Of Human/Chimp Genomes and Birthday Cakes: The 98% Question

98.8%?
Way back in 2005, the Chimpanzee Sequencing and Analysis Consortium published a study in Nature, which stated that "the DNA that we can match up is 98.8 percent identical" between Chimpanzees and Humans. This was a pretty big discovery, but not one without controversy. Although this number has been replicated several times, there are some who claim the number is much lower, coming in at around 95%. In discussions with Creationists, this will always be the number they insist on using. But since few of us are geneticists (and real geneticists would never lower themselves to read a trashy blog like this one), how can we know which is the correct statistic? is it 95%, or 98.8%? Well...it is really not a question of which number is right, but what is being measured.
Let’s Talk About DNA
Your body has instructions inside it. Tiny ones. They live in your cells and tell your body how to grow, how to heal, what color your eyes will be, and how to digest cookies. These instructions are called DNA, and you’ve got a lot of it—billions of letters.
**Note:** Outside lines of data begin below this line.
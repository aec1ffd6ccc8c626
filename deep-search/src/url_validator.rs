//! Classification of strings as fetchable http(s) URLs.
//!
//! [`is_fetchable`] is the pure check; [`UrlValidator`] memoises verdicts in
//! a bounded [`moka`] cache since the same links recur across calls.

use moka::sync::Cache;
use url::Url;

/// Returns `true` when `raw` is an absolute `http`/`https` URL with a host.
///
/// Leading or trailing whitespace and embedded whitespace are rejected
/// rather than trimmed: a link that needs cleaning came from a bad parse.
pub fn is_fetchable(raw: &str) -> bool {
    if raw.is_empty() || raw.chars().any(char::is_whitespace) {
        return false;
    }
    let Ok(parsed) = Url::parse(raw) else {
        return false;
    };
    matches!(parsed.scheme(), "http" | "https")
        && parsed.host_str().is_some_and(|host| !host.is_empty())
}

/// Memoising wrapper around [`is_fetchable`].
#[derive(Clone)]
pub struct UrlValidator {
    verdicts: Cache<String, bool>,
}

impl UrlValidator {
    /// Create a validator remembering at most `capacity` verdicts.
    pub fn new(capacity: u64) -> Self {
        Self {
            verdicts: Cache::new(capacity),
        }
    }

    /// Classify `url`, consulting the verdict cache first.
    pub fn is_valid(&self, url: &str) -> bool {
        if let Some(verdict) = self.verdicts.get(url) {
            return verdict;
        }
        let verdict = is_fetchable(url);
        self.verdicts.insert(url.to_owned(), verdict);
        verdict
    }

    /// Forget all memoised verdicts.
    pub fn clear(&self) {
        self.verdicts.invalidate_all();
    }

    /// Approximate number of memoised verdicts.
    pub fn len(&self) -> u64 {
        self.verdicts.run_pending_tasks();
        self.verdicts.entry_count()
    }

    pub fn is_empty(&self) -> bool {
        self.len() == 0
    }
}

#[cfg(test)]
mod tests {
    use super::*;

    #[test]
    fn accepts_http_and_https() {
        assert!(is_fetchable("https://example.com"));
        assert!(is_fetchable("http://example.com/path?q=1"));
        assert!(is_fetchable("http://127.0.0.1:8080/page"));
    }

    #[test]
    fn rejects_other_schemes() {
        assert!(!is_fetchable("ftp://example.com/file"));
        assert!(!is_fetchable("javascript:alert(1)"));
        assert!(!is_fetchable("mailto:someone@example.com"));
        assert!(!is_fetchable("file:///etc/passwd"));
    }

    #[test]
    fn rejects_malformed() {
        assert!(!is_fetchable(""));
        assert!(!is_fetchable("not-a-url"));
        assert!(!is_fetchable("//example.com/protocol-relative"));
        assert!(!is_fetchable("https://"));
        assert!(!is_fetchable("https://exa mple.com"));
        assert!(!is_fetchable(" https://example.com"));
    }

    #[test]
    fn validator_memoises_verdicts() {
        let validator = UrlValidator::new(16);
        assert!(validator.is_valid("https://example.com"));
        assert!(!validator.is_valid("nope"));
        assert_eq!(validator.len(), 2);
        // Second lookup hits the cache and agrees.
        assert!(validator.is_valid("https://example.com"));
        assert_eq!(validator.len(), 2);
    }

    #[test]
    fn clear_forgets_verdicts() {
        let validator = UrlValidator::new(16);
        validator.is_valid("https://example.com");
        validator.clear();
        assert!(validator.verdicts.get("https://example.com").is_none());
    }
}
Now here’s the fun part: chimpanzees have DNA too, and when scientists peek at theirs, they find something amazing.
We Match. A Lot.
When scientists look at the important parts of our DNA—the parts that actually build our bodies—they find that we match chimpanzees by about 98.8 percent. That means almost all the same tools, parts, and recipes are there (Chimpanzee Sequencing and Analysis Consortium 69).
It’s kind of like we both built the same robot, using almost exactly the same instruction manual.
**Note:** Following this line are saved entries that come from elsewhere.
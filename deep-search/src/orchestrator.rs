//! Deep search: concurrent content extraction for the top results.
//!
//! # Pipeline
//!
//! 1. Truncate the batch to `k` and set every entry's content to `""`
//! 2. Classify entries; only valid, never-failed links get a fetch
//! 3. Run fetches through [`futures::StreamExt::buffer_unordered`] with a
//!    bound of `min(k × factor, cap)`
//! 4. Write each finished extraction back into its original slot
//! 5. At the aggregate deadline, drop the stream (cancelling outstanding
//!    fetches) and mark the unfinished links as failed
//!
//! Output length and order always match the truncated input.

use std::panic::AssertUnwindSafe;
use std::time::Duration;

use futures::{FutureExt, StreamExt};
use tokio::time::Instant;

use crate::config::SearchConfig;
use crate::extractor::ContentExtractor;
use crate::types::SearchResult;

/// Fans a [`ContentExtractor`] out over a batch of results.
pub struct DeepSearchOrchestrator {
    extractor: ContentExtractor,
    byte_limit: usize,
    text_limit: usize,
    deadline: Duration,
    concurrency_factor: usize,
    concurrency_cap: usize,
}

impl DeepSearchOrchestrator {
    pub fn new(extractor: ContentExtractor, config: &SearchConfig) -> Self {
        Self {
            extractor,
            byte_limit: config.byte_limit,
            text_limit: config.text_limit,
            deadline: config.deep_search_deadline,
            concurrency_factor: config.concurrency_factor.max(1),
            concurrency_cap: config.concurrency_cap.max(1),
        }
    }

    pub fn deadline(&self) -> Duration {
        self.deadline
    }

    fn concurrency_for(&self, k: usize) -> usize {
        k.saturating_mul(self.concurrency_factor)
            .min(self.concurrency_cap)
            .max(1)
    }

    /// Attach extracted page text to the first `k` results.
    ///
    /// Returns exactly `min(k, results.len())` entries in input order, each
    /// with `full_content` set; entries that were ineligible, failed, or did
    /// not finish before the deadline carry `""`.
    pub async fn enrich(&self, mut results: Vec<SearchResult>, k: usize) -> Vec<SearchResult> {
        results.truncate(k);
        if results.is_empty() {
            return results;
        }
        let deadline = Instant::now() + self.deadline;
        let cache = self.extractor.cache();

        let mut pending = vec![false; results.len()];
        let mut jobs = Vec::new();
        for (idx, result) in results.iter_mut().enumerate() {
            result.full_content = Some(String::new());
            if cache.is_eligible(&result.link) {
                pending[idx] = true;
                jobs.push((idx, result.link.clone()));
            } else {
                tracing::trace!(link = %result.link, "ineligible for deep search");
            }
        }

        let dispatched = jobs.len();
        let bound = self.concurrency_for(k);
        let (byte_limit, text_limit) = (self.byte_limit, self.text_limit);
        let mut tasks = futures::stream::iter(jobs)
            .map(|(idx, url)| {
                let extractor = self.extractor.clone();
                async move {
                    let outcome = AssertUnwindSafe(extractor.extract(&url, byte_limit, text_limit))
                        .catch_unwind()
                        .await;
                    (idx, outcome)
                }
            })
            .buffer_unordered(bound);

        let mut finished = 0usize;
        loop {
            match tokio::time::timeout_at(deadline, tasks.next()).await {
                Ok(Some((idx, outcome))) => {
                    pending[idx] = false;
                    finished += 1;
                    match outcome {
                        Ok(text) => results[idx].full_content = Some(text),
                        Err(_) => {
                            tracing::warn!(link = %results[idx].link, "extraction task panicked");
                            cache.mark_failed(&results[idx].link);
                        }
                    }
                }
                Ok(None) => break,
                Err(_) => {
                    tracing::debug!(
                        deadline_ms = self.deadline.as_millis() as u64,
                        finished,
                        dispatched,
                        "deep search deadline exceeded"
                    );
                    break;
                }
            }
        }
        // Cancels every fetch still in flight.
        drop(tasks);

        for (idx, unfinished) in pending.into_iter().enumerate() {
            if unfinished {
                cache.mark_failed(&results[idx].link);
            }
        }

        tracing::debug!(
            entries = results.len(),
            dispatched,
            enriched = results.iter().filter(|r| !r.content().is_empty()).count(),
            "deep search finished"
        );
        results
    }
}
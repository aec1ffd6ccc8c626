//! Trait definition for pluggable search providers, plus the dispatch
//! wrapper that absorbs provider failures.
//!
//! Each provider (keyless DuckDuckGo, keyed Serper) implements
//! [`SearchProvider`]. Providers report errors precisely; [`Provider`]
//! logs them and turns them into empty lists, so callers cannot tell
//! "no results" from "provider down".

use std::future::Future;

use crate::error::SearchError;
use crate::providers::{DuckDuckGoProvider, SerperProvider};
use crate::types::{Backend, NewsCategory, SearchResult};

/// A search backend.
///
/// Implementors issue their own HTTP requests through the per-call client
/// they are handed, and map the upstream response to ordered
/// [`SearchResult`] values in the upstream's native order.
///
/// All implementations must be `Send + Sync`.
pub trait SearchProvider: Send + Sync {
    /// Run a text search and return at most `limit` results.
    ///
    /// # Errors
    ///
    /// Returns [`SearchError`] if the request fails or the response cannot
    /// be decoded.
    fn search(
        &self,
        client: &reqwest::Client,
        query: &str,
        limit: usize,
    ) -> impl Future<Output = Result<Vec<SearchResult>, SearchError>> + Send;

    /// Fetch at most `limit` news results for `category`.
    ///
    /// # Errors
    ///
    /// Same as [`SearchProvider::search`].
    fn news(
        &self,
        client: &reqwest::Client,
        category: &NewsCategory,
        limit: usize,
    ) -> impl Future<Output = Result<Vec<SearchResult>, SearchError>> + Send;

    /// Which concrete backend this is.
    fn backend(&self) -> Backend;
}

/// A resolved provider for one call.
pub enum Provider {
    Keyless(DuckDuckGoProvider),
    Keyed(SerperProvider),
}

impl Provider {
    pub fn backend(&self) -> Backend {
        match self {
            Self::Keyless(p) => p.backend(),
            Self::Keyed(p) => p.backend(),
        }
    }

    /// Search, logging any failure and returning an empty list instead.
    pub async fn search_or_empty(
        &self,
        client: &reqwest::Client,
        query: &str,
        limit: usize,
    ) -> Vec<SearchResult> {
        let outcome = match self {
            Self::Keyless(p) => p.search(client, query, limit).await,
            Self::Keyed(p) => p.search(client, query, limit).await,
        };
        absorb(self.backend(), outcome, limit)
    }

    /// News, logging any failure and returning an empty list instead.
    pub async fn news_or_empty(
        &self,
        client: &reqwest::Client,
        category: &NewsCategory,
        limit: usize,
    ) -> Vec<SearchResult> {
        let outcome = match self {
            Self::Keyless(p) => p.news(client, category, limit).await,
            Self::Keyed(p) => p.news(client, category, limit).await,
        };
        absorb(self.backend(), outcome, limit)
    }
}

fn absorb(
    backend: Backend,
    outcome: Result<Vec<SearchResult>, SearchError>,
    limit: usize,
) -> Vec<SearchResult> {
    match outcome {
        Ok(mut results) => {
            results.truncate(limit);
            tracing::debug!(%backend, count = results.len(), "provider returned results");
            results
        }
        Err(err) => {
            tracing::warn!(%backend, error = %err, "provider query failed");
            Vec::new()
        }
    }
}
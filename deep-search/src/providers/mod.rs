//! Search provider implementations.
//!
//! Each module provides a struct implementing [`crate::provider::SearchProvider`].

pub mod duckduckgo;
pub mod serper;

pub use duckduckgo::DuckDuckGoProvider;
pub use serper::SerperProvider;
But Wait… Why Do Some People Say It’s 95 Percent?
Great question. This is where things get a little silly.
Let’s say you and your friend each make a birthday cake. They both have layers, frosting, candles, and deliciousness. Now imagine two groups of cake judges:
- Group One says, “Let’s look at the recipe steps. Do they mix the batter the same way? Bake at the same temperature? Use frosting in the same places?” They find out: these cakes are 98.8 percent the same.
- Group Two says, “Wait! This one used blue sprinkles instead of red. The frosting is a little shinier. One cake is sitting on a wooden plate and the other’s on glass.” They decide the cakes are only 95 percent the same.
Guess what? Both groups are right. But they’re measuring different things.

Scientists Aren’t Arguing—They Just Measured Different Stuff
Here’s something important: the scientists who say 95 percent don’t think the 98.8 percent number is wrong. And the scientists who say 98.8 percent don’t ignore the messy parts. They just chose to focus on different parts of the DNA for different reasons.
They’re not having a fight about who’s right. In fact, they all agree that:
- The 98.8 percent number is true for the parts of the DNA that line up and do important stuff, and
- The 95 percent number is true if you count everything, even the junky, repetitive, or leftover parts.
So it’s not a battle. It’s just like choosing to compare birthday cakes based on the recipe or the decorations. Same cakes, different focus. Everyone agrees the data makes sense, depending on what you’re looking at (Pollard 45).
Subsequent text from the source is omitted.